TPPF: Sneering at Workers and 'Blowing Up' Public Policy
At its annual conference, the Texas Public Policy Foundation sticks to its mantra of less government, fewer taxes
The event, held Jan. 22-23 at Austin's Four Seasons Hotel, brought state legislators and their staffers together with power players of the fiscal conservative movement such as TPPF founder and GOP sugar daddy Dr. James Leininger. The bulk of the program consisted of panel discussions on conservative touchstones like charter schools and eminent domain. There was also plenty of time for Democrat bashing, such as when supply-side economics guru Arthur Laffer joked about "Obama's way of creating a destitute economy." ("I'm kidding," he added. "It's not just Obama.")
Last year's gathering was overshadowed by electoral politics, with keynote speakers Govs. Rick Perry and Mark Sanford of South Carolina both being talked about as potential Republican vice presidential nominees (see "TPPF Conference," Jan. 18, 2008). The closest this year's event came to celebrity status was the opening lunch, where Laffer and Mark Krikorian, executive director of the Center for Immigration Studies, argued over whether America should shut its borders to foreign workers. Krikorian argued that immigration only imports more "working poor" ("Just look at the fellas serving the tables here," he told the diners) and that low-skill jobs could be filled by "ex-cons, recovering addicts, [and] the disabled." Laffer called closed borders anti-competitive and lauded cheap migrant labor as a powerful union-busting tool. However, both men were chastised for failing to distinguish between legal and illegal immigrants by state Rep.

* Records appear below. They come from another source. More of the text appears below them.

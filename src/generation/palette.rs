//! Procedural cosine color-ramp synthesis, after Inigo Quilez:
//! color(t) = bias + mult * cos(2π (t * freq + phase)), read as HSV.

use rand::Rng;
use std::f64::consts::TAU;

use crate::model::Palette;

/// Number of ramp samples; t runs 0.0, 0.1, ..., 0.9.
const SAMPLES: usize = 10;

/// Parameters of the cosine ramp, one component set per channel. The fourth
/// component is pinned to 1.0 throughout.
#[derive(Debug, Clone, Copy)]
pub struct RampParams {
    pub bias: [f64; 4],
    pub mult: [f64; 4],
    pub freq: [f64; 4],
    pub phase: [f64; 4],
}

impl RampParams {
    /// Draws ramp parameters uniformly within the fixed per-channel bounds.
    pub fn random<R: Rng>(rng: &mut R) -> Self {
        Self {
            bias: random_vector(0.4, 0.8, rng),
            mult: random_vector(0.2, 1.2, rng),
            freq: random_vector(0.1, 1.0, rng),
            phase: random_vector(0.0, 1.0, rng),
        }
    }
}

/// Synthesizes the 10-entry "Generated Palette". The cosine ramp is clamped
/// to [0, 1] and interpreted as HSV before conversion; alpha is fixed at 1.
pub fn palette_from_ramp(params: &RampParams) -> Palette {
    let mut colors = Vec::with_capacity(SAMPLES);
    for i in 0..SAMPLES {
        let t = i as f64 * 0.1;
        let mut hsv = [0.0; 3];
        for ch in 0..3 {
            let c = params.bias[ch]
                + params.mult[ch] * (TAU * (t * params.freq[ch] + params.phase[ch])).cos();
            hsv[ch] = c.clamp(0.0, 1.0);
        }
        colors.push(hsv_to_rgb(hsv));
    }
    Palette::new("Generated Palette", colors)
}

/// Piecewise-linear hue ramp.
fn hue_to_rgb(hue: f64) -> [f64; 3] {
    let r = ((hue * 6.0 - 3.0).abs() - 1.0).clamp(0.0, 1.0);
    let g = (2.0 - (hue * 6.0 - 2.0).abs()).clamp(0.0, 1.0);
    let b = (2.0 - (hue * 6.0 - 4.0).abs()).clamp(0.0, 1.0);
    [r, g, b]
}

fn hsv_to_rgb(hsv: [f64; 3]) -> [f64; 4] {
    let [h, s, v] = hsv;
    let rgb = hue_to_rgb(h);
    [
        ((rgb[0] - 1.0) * s + 1.0) * v,
        ((rgb[1] - 1.0) * s + 1.0) * v,
        ((rgb[2] - 1.0) * s + 1.0) * v,
        1.0,
    ]
}

fn random_vector<R: Rng>(min: f64, max: f64, rng: &mut R) -> [f64; 4] {
    let range = max - min;
    [
        min + range * rng.gen::<f64>(),
        min + range * rng.gen::<f64>(),
        min + range * rng.gen::<f64>(),
        1.0,
    ]
}
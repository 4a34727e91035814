use serde::{Deserialize, Serialize};

/// An ordered color ramp sampled by the renderer. Each entry is RGBA with
/// channels in [0, 1]. Palette mutation replaces the whole ramp, never
/// merges into it.
#[derive(Debug, Clone, PartialEq, Serialize, Deserialize)]
pub struct Palette {
    pub name: String,
    pub colors: Vec<[f64; 4]>,
}

impl Palette {
    pub fn new(name: impl Into<String>, colors: Vec<[f64; 4]>) -> Self {
        Self {
            name: name.into(),
            colors,
        }
    }

    pub fn len(&self) -> usize {
        self.colors.len()
    }

    pub fn is_empty(&self) -> bool {
        self.colors.is_empty()
    }
}

impl Default for Palette {
    /// Plain grayscale ramp for freshly constructed genomes.
    fn default() -> Self {
        let colors = (0..10)
            .map(|i| {
                let v = i as f64 / 9.0;
                [v, v, v, 1.0]
            })
            .collect();
        Self::new("Default", colors)
    }
}
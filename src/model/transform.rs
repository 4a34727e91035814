use serde::{Deserialize, Serialize};
use std::collections::{BTreeMap, BTreeSet};
use std::sync::Arc;

/// Capability marker attached to a transform by the catalog.
///
/// The catalog's tag vocabulary is open-ended strings, but only a handful
/// carry mutation-time meaning, so the known markers form a closed enum
/// checked through typed predicates rather than string containment.
#[derive(
    Debug, Clone, Copy, PartialEq, Eq, PartialOrd, Ord, Hash, Serialize, Deserialize,
)]
pub enum TransformTag {
    /// Rendered as a solid silhouette instead of colored accumulation.
    Shape,
}

impl TransformTag {
    /// Maps a catalog tag string to a known marker. Unknown tags have no
    /// mutation-time behavior and resolve to `None`.
    pub fn parse(tag: &str) -> Option<Self> {
        match tag {
            "shape" => Some(TransformTag::Shape),
            _ => None,
        }
    }
}

/// A named capability descriptor: one kind of geometric/color operation an
/// iterator can be bound to, with the schema (names and default values) of
/// its tunable parameters.
///
/// Transforms are immutable once registered and shared by handle; iterators
/// never own or modify them.
#[derive(Debug, Clone, PartialEq, Serialize, Deserialize)]
pub struct Transform {
    pub name: String,
    pub tags: BTreeSet<TransformTag>,
    pub real_params: BTreeMap<String, f64>,
    pub vec3_params: BTreeMap<String, [f64; 3]>,
}

impl Transform {
    pub fn new(name: impl Into<String>) -> Self {
        Self {
            name: name.into(),
            tags: BTreeSet::new(),
            real_params: BTreeMap::new(),
            vec3_params: BTreeMap::new(),
        }
    }

    pub fn with_tag(mut self, tag: TransformTag) -> Self {
        self.tags.insert(tag);
        self
    }

    pub fn with_real_param(mut self, name: impl Into<String>, default: f64) -> Self {
        self.real_params.insert(name.into(), default);
        self
    }

    pub fn with_vec3_param(mut self, name: impl Into<String>, default: [f64; 3]) -> Self {
        self.vec3_params.insert(name.into(), default);
        self
    }

    pub fn is_shape(&self) -> bool {
        self.tags.contains(&TransformTag::Shape)
    }
}

/// The transform catalog handed to the generator. Owns the descriptors and
/// hands out shared handles.
pub struct TransformRegistry {
    transforms: Vec<Arc<Transform>>,
}

impl TransformRegistry {
    /// Catalog populated with the built-in transform set, including the
    /// foundational transforms favored during iterator synthesis.
    pub fn new() -> Self {
        let mut registry = Self::empty();

        registry.register(Transform::new("Linear"));
        registry.register(
            Transform::new("Affine")
                .with_vec3_param("translate", [0.0, 0.0, 0.0])
                .with_vec3_param("rotate", [0.0, 0.0, 0.0])
                .with_vec3_param("scale", [1.0, 1.0, 1.0]),
        );
        registry.register(
            Transform::new("Möbius")
                .with_vec3_param("a", [1.0, 0.0, 0.0])
                .with_vec3_param("b", [0.0, 0.0, 0.0])
                .with_vec3_param("c", [0.0, 0.0, 0.0])
                .with_vec3_param("d", [1.0, 0.0, 0.0]),
        );
        registry.register(
            Transform::new("Rotate Euler").with_vec3_param("rotation", [0.0, 0.0, 0.0]),
        );
        registry.register(Transform::new("Spherical").with_real_param("r", 1.0));
        registry.register(
            Transform::new("Translate").with_vec3_param("translate", [0.0, 0.0, 0.0]),
        );
        registry.register(
            Transform::new("Waves")
                .with_real_param("frequency", 2.0)
                .with_real_param("magnitude", 0.5),
        );
        registry.register(Transform::new("Julia").with_real_param("power", 2.0));
        registry.register(
            Transform::new("Sphere shape")
                .with_tag(TransformTag::Shape)
                .with_real_param("radius", 0.5),
        );

        registry
    }

    pub fn empty() -> Self {
        Self {
            transforms: Vec::new(),
        }
    }

    pub fn register(&mut self, transform: Transform) -> Arc<Transform> {
        let transform = Arc::new(transform);
        self.transforms.push(Arc::clone(&transform));
        transform
    }

    pub fn get(&self, name: &str) -> Option<Arc<Transform>> {
        self.transforms.iter().find(|t| t.name == name).cloned()
    }

    pub fn all(&self) -> &[Arc<Transform>] {
        &self.transforms
    }

    pub fn len(&self) -> usize {
        self.transforms.len()
    }

    pub fn is_empty(&self) -> bool {
        self.transforms.is_empty()
    }
}

impl Default for TransformRegistry {
    fn default() -> Self {
        Self::new()
    }
}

Angie Chen Button, R-Dallas, who informed them that, having been raised in Taiwan, she was actually an immigrant herself.
With legislators out of the red-meat environment of the election, the divide between nonelected theorists and pragmatic lawmakers was sometimes obvious. While Ohio University economist Richard Vedder, a TPPF favorite, condemned school accreditation as "a competition-restricting device" and TPPF research fellow Rick O'Donnell savaged research at universities as a poor investment, Rep. Dan Branch, R-Dallas (last session's chair of the House Select Committee on Higher & Public Education Finance), took a more moderate tone and continued making his pitch for funding more Tier 1 public schools in the state.
Yet even in this nonelection year, Perry and Lt. Gov. David Dewhurst both delivered speeches under the lens of their intentions for 2010. Each burnished his "conservative" credentials by disavowing the federal economic stimulus plan and heaping praise on TPPF. At Thursday evening's dinner, an allergy-stricken Dewhurst played down his own role in the Texas economy (saying that he and the Lege had only provided "a conservative fiscal framework" for the business interests in the room). He took credit for being "a lone Paul Revere" in predicting spiraling Medicaid costs, which rose from 26% of the state budget in 2007 to 34% now. His solution? Become more like Western Europe. Ignoring the fact that those nations have single-payer universal health-care systems, Dewhurst instead argued that the difference between them and the U.S. is priorities, insisting, "America is the only country in the world where we pay doctors and hospitals based on the number of procedures that they do rather than on wellness, prevention, best practices, and outcome." And with this year's $9 billion state revenue drop in mind, he announced that not only does he plan to scale back the 2010-11 biennial budget and preserve the $7 billion in proposed tax cuts, but he's prepared to revisit the 2009 budget for more savings.
By comparison, Perry's closing address on Friday was light on solid policy but heavy on commitment to the TPPF brand of conservatism. He praised the group as "the epicenter of conservative thought" and said that, as think tanks go, it's "a big ol' Abrams [tank], out there in the desert, blowing up bad ideas." Condemning the Obama administration's proposed economic stimulus plan and pledging to lower taxes, Perry took one note of solace from Inauguration Day: "Our nation is still second to none when it comes to the exchange of power."